There are two things that keep this kind of partnership from happening:
- Churches who insist on creating a rhythm of life for students that consistently pulls them off of the campus and out of their mission.
- Campus ministries who insist they have the same authority in the lives of students as the local church.
One way forward - and we're seeing this happen through our relationship with Campus Outreach at The University of Georgia - looks like this:
- Churches who encourage and equip campus ministries to do what they do best - incarnating gospel, community and mission in a context where most people in a church do not fit and honestly don't belong (I'm talking to you, Mr.
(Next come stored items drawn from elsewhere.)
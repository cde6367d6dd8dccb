//! Validated googlefed configuration.
//!
//! Raw settings arrive as the deserialized `googlefed` table (via the
//! `config` crate) and are turned into a [`GoogleFedConfig`] exactly once at
//! startup; any invalid combination is a fatal [`ConfigError`].

use crate::error::ConfigError;
use serde::Deserialize;
use std::collections::BTreeMap;
use std::path::{Path, PathBuf};
use std::str::FromStr;

/// Raw, unvalidated `googlefed` settings.
#[derive(Debug, Clone, Default, Deserialize)]
pub struct GoogleFedSettings {
    /// Allowed email domain.
    #[serde(default)]
    pub domain: Option<String>,
    /// Grant every authenticated user the admin marker.
    #[serde(default)]
    pub all_admin: bool,
    /// Path to a `.yaml`/`.yml`/`.json` identity-map file.
    #[serde(default)]
    pub user_map: Option<PathBuf>,
    /// Inline identity-map entries (`googlefed.user.<external> = <internal>`).
    #[serde(default)]
    pub user: BTreeMap<String, String>,
    /// `replace` (default) or `extend`.
    #[serde(default)]
    pub group_principals: Option<String>,
    /// Static group table keyed by internal user ID.
    #[serde(default)]
    pub groups: BTreeMap<String, Vec<String>>,
}

/// Where the identity map comes from.
#[derive(Debug, Clone, PartialEq, Eq)]
pub enum UserMapSource {
    /// Entries given directly in the settings.
    Inline(BTreeMap<String, String>),
    /// A YAML mapping file.
    Yaml(PathBuf),
    /// A JSON object file.
    Json(PathBuf),
}

impl UserMapSource {
    /// Picks the file format from the path's suffix.
    ///
    /// # Errors
    ///
    /// Returns `ConfigError::UnrecognizedUserMapFormat` for any other suffix.
    pub fn from_path(path: &Path) -> Result<Self, ConfigError> {
        match path.extension().and_then(|ext| ext.to_str()) {
            Some("yaml" | "yml") => Ok(Self::Yaml(path.to_path_buf())),
            Some("json") => Ok(Self::Json(path.to_path_buf())),
            _ => Err(ConfigError::UnrecognizedUserMapFormat {
                path: path.to_path_buf(),
            }),
        }
    }
}

/// How resolver groups combine with the base principals.
#[derive(Debug, Clone, Copy, Default, PartialEq, Eq)]
pub enum GroupPrincipalMode {
    /// The resolver's groups replace the whole principal list.
    #[default]
    Replace,
    /// The resolver's groups follow `Everyone`, `Authenticated` and the user ID.
    Extend,
}

impl FromStr for GroupPrincipalMode {
    type Err = ConfigError;

    fn from_str(s: &str) -> Result<Self, Self::Err> {
        match s.trim().to_ascii_lowercase().as_str() {
            "replace" => Ok(Self::Replace),
            "extend" => Ok(Self::Extend),
            _ => Err(ConfigError::InvalidGroupPrincipalMode {
                value: s.to_string(),
            }),
        }
    }
}

/// Validated googlefed configuration.
#[derive(Debug, Clone, PartialEq, Eq)]
pub struct GoogleFedConfig {
    domain: String,
    all_admin: bool,
    user_map: UserMapSource,
    group_principals: GroupPrincipalMode,
    groups: BTreeMap<String, Vec<String>>,
}

impl GoogleFedConfig {
    /// Validates raw settings.
    ///
    /// # Errors
    ///
    /// - `MissingDomain` if no non-blank domain is set
    /// - `ConflictingUserMapSources` if both a file and inline entries are set
    /// - `UnrecognizedUserMapFormat` if the file suffix is unknown
    /// - `InvalidGroupPrincipalMode` for an unknown mode
    pub fn from_settings(settings: GoogleFedSettings) -> Result<Self, ConfigError> {
        let domain = settings
            .domain
            .map(|d| d.trim().to_string())
            .filter(|d| !d.is_empty())
            .ok_or(ConfigError::MissingDomain)?;

        let user_map = match settings.user_map {
            Some(path) if !settings.user.is_empty() => {
                return Err(ConfigError::ConflictingUserMapSources { path });
            }
            Some(path) => UserMapSource::from_path(&path)?,
            None => UserMapSource::Inline(settings.user),
        };

        let group_principals = settings
            .group_principals
            .as_deref()
            .map(str::parse)
            .transpose()?
            .unwrap_or_default();

        Ok(Self {
            domain,
            all_admin: settings.all_admin,
            user_map,
            group_principals,
            groups: settings.groups,
        })
    }

    /// Returns the allowed email domain.
    #[must_use]
    pub fn domain(&self) -> &str {
        &self.domain
    }

    /// Returns true if every authenticated user gets the admin marker.
    #[must_use]
    pub fn all_admin(&self) -> bool {
        self.all_admin
    }

    /// Returns the identity-map source.
    #[must_use]
    pub fn user_map(&self) -> &UserMapSource {
        &self.user_map
    }

    /// Returns how resolver groups combine with base principals.
    #[must_use]
    pub fn group_principals(&self) -> GroupPrincipalMode {
        self.group_principals
    }

    /// Returns the static group table.
    #[must_use]
    pub fn groups(&self) -> &BTreeMap<String, Vec<String>> {
        &self.groups
    }
}
//! Application pages.

use axum::Json;
use googlefed_core::PrincipalSet;
use serde::Serialize;

use crate::auth::{OptionalAuth, RequireAuth};

/// Identity of the current request as reported by `/whoami`.
#[derive(Debug, Serialize)]
pub struct WhoAmI {
    pub user_id: String,
    pub principals: PrincipalSet,
}

/// Public landing page.
pub async fn home(OptionalAuth(user): OptionalAuth) -> String {
    match user {
        Some(user_id) => format!("Signed in as {user_id}"),
        None => "Not signed in".to_string(),
    }
}

/// Protected page reporting the current user and principals.
pub async fn whoami(auth: RequireAuth) -> Json<WhoAmI> {
    Json(WhoAmI {
        user_id: auth.user_id.to_string(),
        principals: auth.principals,
    })
}
//! Core types shared by the googlefed crates.
//!
//! This crate provides the identity and principal vocabulary used by the
//! authentication policy, together with the [`GroupResolver`] seam through
//! which group memberships are looked up.

pub mod error;
pub mod group;
pub mod id;
pub mod principal;

pub use error::Result;
pub use group::{GroupResolver, ResolverError};
pub use id::{ParseIdError, SessionId, UserId};
pub use principal::{Principal, PrincipalSet};
//! Identity-provider (Google OpenID Connect) configuration.
//!
//! These values are handed to the provider handshake unmodified; this crate
//! never interprets the credentials itself.

use serde::{Deserialize, Serialize};

/// Google's OIDC issuer.
pub const GOOGLE_ISSUER: &str = "https://accounts.google.com";

/// Configuration for the Google identity provider.
///
/// Fields with defaults can be omitted when loading from environment variables.
#[derive(Debug, Clone, Serialize, Deserialize)]
pub struct OidcConfig {
    /// The OAuth2 client ID registered with Google.
    client_id: String,
    /// The OAuth2 client secret.
    client_secret: String,
    /// The redirect URI for the provider callback (e.g., "https://app.example.com/auth/google/callback").
    redirect_uri: String,
    /// The OIDC issuer URL used for discovery.
    /// Default: "https://accounts.google.com"
    #[serde(default = "default_issuer_url")]
    issuer_url: String,
    /// OAuth2 scopes to request as a comma-separated string.
    /// Default: "openid,email"
    #[serde(default = "default_scopes")]
    scopes: String,
    /// OpenID 2.0 realm, forwarded as `openid.realm` so identities issued
    /// under the legacy hybrid flow keep their association.
    #[serde(default)]
    realm: Option<String>,
}

fn default_issuer_url() -> String {
    GOOGLE_ISSUER.to_string()
}

fn default_scopes() -> String {
    "openid,email".to_string()
}

impl OidcConfig {
    /// Creates a new configuration with defaults for optional fields.
    #[must_use]
    pub fn new(client_id: String, client_secret: String, redirect_uri: String) -> Self {
        Self {
            client_id,
            client_secret,
            redirect_uri,
            issuer_url: default_issuer_url(),
            scopes: default_scopes(),
            realm: None,
        }
    }

    /// Creates a configuration builder for more customization.
    #[must_use]
    pub fn builder(
        client_id: String,
        client_secret: String,
        redirect_uri: String,
    ) -> OidcConfigBuilder {
        OidcConfigBuilder::new(client_id, client_secret, redirect_uri)
    }

    /// Returns the OAuth2 client ID.
    #[must_use]
    pub fn client_id(&self) -> &str {
        &self.client_id
    }

    /// Returns the OAuth2 client secret.
    #[must_use]
    pub fn client_secret(&self) -> &str {
        &self.client_secret
    }

    /// Returns the OAuth2 redirect URI.
    #[must_use]
    pub fn redirect_uri(&self) -> &str {
        &self.redirect_uri
    }

    /// Returns the OIDC issuer URL.
    #[must_use]
    pub fn issuer_url(&self) -> &str {
        &self.issuer_url
    }

    /// Returns the OAuth2 scopes to request, parsed from comma-separated string.
    #[must_use]
    pub fn scopes(&self) -> Vec<&str> {
        self.scopes
            .split(',')
            .map(str::trim)
            .filter(|s| !s.is_empty())
            .collect()
    }

    /// Returns the OpenID 2.0 realm, if configured.
    #[must_use]
    pub fn realm(&self) -> Option<&str> {
        self.realm.as_deref()
    }
}

/// Builder for `OidcConfig`.
#[derive(Debug)]
pub struct OidcConfigBuilder {
    client_id: String,
    client_secret: String,
    redirect_uri: String,
    issuer_url: String,
    scopes: Vec<String>,
    realm: Option<String>,
}

impl OidcConfigBuilder {
    /// Creates a new builder with required fields.
    #[must_use]
    pub fn new(client_id: String, client_secret: String, redirect_uri: String) -> Self {
        Self {
            client_id,
            client_secret,
            redirect_uri,
            issuer_url: default_issuer_url(),
            scopes: vec!["openid".to_string(), "email".to_string()],
            realm: None,
        }
    }

    /// Overrides the issuer URL (useful against a test provider).
    #[must_use]
    pub fn issuer_url(mut self, issuer_url: String) -> Self {
        self.issuer_url = issuer_url;
        self
    }

    /// Adds a scope to the list of scopes to request.
    #[must_use]
    pub fn add_scope(mut self, scope: String) -> Self {
        if !self.scopes.contains(&scope) {
            self.scopes.push(scope);
        }
        self
    }

    /// Sets the OpenID 2.0 realm.
    #[must_use]
    pub fn realm(mut self, realm: String) -> Self {
        self.realm = Some(realm);
        self
    }

    /// Builds the `OidcConfig`.
    #[must_use]
    pub fn build(self) -> OidcConfig {
        OidcConfig {
            client_id: self.client_id,
            client_secret: self.client_secret,
            redirect_uri: self.redirect_uri,
            issuer_url: self.issuer_url,
            scopes: self.scopes.join(","),
            realm: self.realm,
        }
    }
}

#[cfg(test)]
mod tests {
    use super::*;

    #[test]
    fn new_config_targets_google() {
        let config = OidcConfig::new(
            "client-id".to_string(),
            "client-secret".to_string(),
            "https://app.example.com/auth/google/callback".to_string(),
        );

        assert_eq!(config.issuer_url(), GOOGLE_ISSUER);
        assert_eq!(config.scopes(), vec!["openid", "email"]);
        assert!(config.realm().is_none());
    }

    #[test]
    fn builder_add_scope_does_not_duplicate() {
        let config = OidcConfig::builder(
            "client-id".to_string(),
            "client-secret".to_string(),
            "https://app.example.com/auth/google/callback".to_string(),
        )
        .add_scope("email".to_string())
        .add_scope("profile".to_string())
        .realm("https://app.example.com/".to_string())
        .build();

        assert_eq!(config.scopes(), vec!["openid", "email", "profile"]);
        assert_eq!(config.realm(), Some("https://app.example.com/"));
    }

    #[test]
    fn config_deserializes_with_defaults() {
        let json = r#"{
            "client_id": "my-client",
            "client_secret": "secret",
            "redirect_uri": "https://app.example.com/auth/google/callback",
            "realm": "https://app.example.com/"
        }"#;

        let config: OidcConfig = serde_json::from_str(json).expect("deserialize");

        assert_eq!(config.client_id(), "my-client");
        assert_eq!(config.issuer_url(), GOOGLE_ISSUER);
        assert_eq!(config.scopes(), vec!["openid", "email"]);
        assert_eq!(config.realm(), Some("https://app.example.com/"));
    }
}
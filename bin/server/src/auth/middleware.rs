//! Authentication extractors for Axum.

use axum::{
    extract::{FromRef, FromRequestParts},
    http::request::Parts,
    response::{IntoResponse, Response},
};
use googlefed_access::{EventKind, LoginRequest};
use googlefed_core::{PrincipalSet, UserId};
use std::sync::Arc;

use super::{AppState, routes::Found, session::SessionHandle};
use crate::error::ServerError;

/// Extractor for requiring an authenticated user with access to protected pages.
///
/// Anonymous requests start a login that returns to the current URL.
/// Authenticated users without permission get a 403.
pub struct RequireAuth {
    pub user_id: UserId,
    pub principals: PrincipalSet,
}

impl<S> FromRequestParts<S> for RequireAuth
where
    Arc<AppState>: FromRef<S>,
    S: Send + Sync,
{
    type Rejection = AuthRejection;

    async fn from_request_parts(parts: &mut Parts, state: &S) -> Result<Self, Self::Rejection> {
        let app_state = Arc::<AppState>::from_ref(state);
        let session = SessionHandle::from_request_parts(parts, state).await?;
        let mut data = session.lock().await;

        let Some(user_id) = app_state.policy.authenticated_userid(&data) else {
            let url = parts.uri.to_string();
            let redirect = app_state.flow.begin_login(
                &mut data,
                LoginRequest {
                    url: &url,
                    next: None,
                },
            );
            return Err(AuthRejection::Login(Found(redirect)));
        };

        let principals = app_state.policy.effective_principals(&data).await?;
        if !app_state
            .permissions
            .permits(EventKind::ProtectedResource, &principals)
        {
            return Err(ServerError::Forbidden {
                event: EventKind::ProtectedResource.to_string(),
            }
            .into());
        }

        Ok(RequireAuth {
            user_id,
            principals,
        })
    }
}

/// Extractor for optionally getting the authenticated user ID.
///
/// Never starts a login.
pub struct OptionalAuth(pub Option<UserId>);

impl<S> FromRequestParts<S> for OptionalAuth
where
    Arc<AppState>: FromRef<S>,
    S: Send + Sync,
{
    type Rejection = ServerError;

    async fn from_request_parts(parts: &mut Parts, state: &S) -> Result<Self, Self::Rejection> {
        let app_state = Arc::<AppState>::from_ref(state);
        let session = SessionHandle::from_request_parts(parts, state).await?;
        let data = session.lock().await;
        Ok(OptionalAuth(app_state.policy.authenticated_userid(&data)))
    }
}

/// Rejection type for authentication extractors.
#[derive(Debug)]
pub enum AuthRejection {
    /// Not logged in; redirect to the provider.
    Login(Found),
    /// Logged in but refused, or the lookup failed.
    Error(ServerError),
}

impl From<ServerError> for AuthRejection {
    fn from(err: ServerError) -> Self {
        Self::Error(err)
    }
}

impl From<rootcause::Report<googlefed_core::ResolverError>> for AuthRejection {
    fn from(report: rootcause::Report<googlefed_core::ResolverError>) -> Self {
        Self::Error(report.into())
    }
}

impl IntoResponse for AuthRejection {
    fn into_response(self) -> Response {
        match self {
            Self::Login(found) => found.into_response(),
            Self::Error(err) => err.into_response(),
        }
    }
}
//! googlefed web server.
//!
//! This crate wires the Google federated login protocol from
//! `googlefed-access` into an Axum application: cookie-backed sessions,
//! the login/callback/logout routes, and extractors for protected pages.

pub mod app;
pub mod auth;
pub mod config;
pub mod error;
pub mod pages;
pub mod session_store;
I'm-45-and-wear-my-Auburn-War-Tigers-jersey-every-Saturday).
- Campus ministries who structure their missional rhythms to move students into the life of the local church. Figure out how the church trying to grow students and grace and don't hamstring the church by scheduling events that overlap with those events (NOTE: it helps if churches have a clear and simple pathway of corporate discipleship for students).
I love being able to encourage and equip the men and women who have shaped their entire lives around the mission of Jesus on campus. And as we continually wrap our collective gray matter around these central themes of gospel, community and mission, we're finding a great deal of overlap and the opportunity to give up control and free up students to live out a healthy pattern of life involved in both the local church and the particular work of campus ministry.
In the end, students belong neither to the church nor campus ministry XYZ. They belong to Jesus - and Jesus loves the local church and the local church can join him in his mission on the university campus by raising up and releasing missional tribes on campus.
It's all about learning to dance, boys and girls.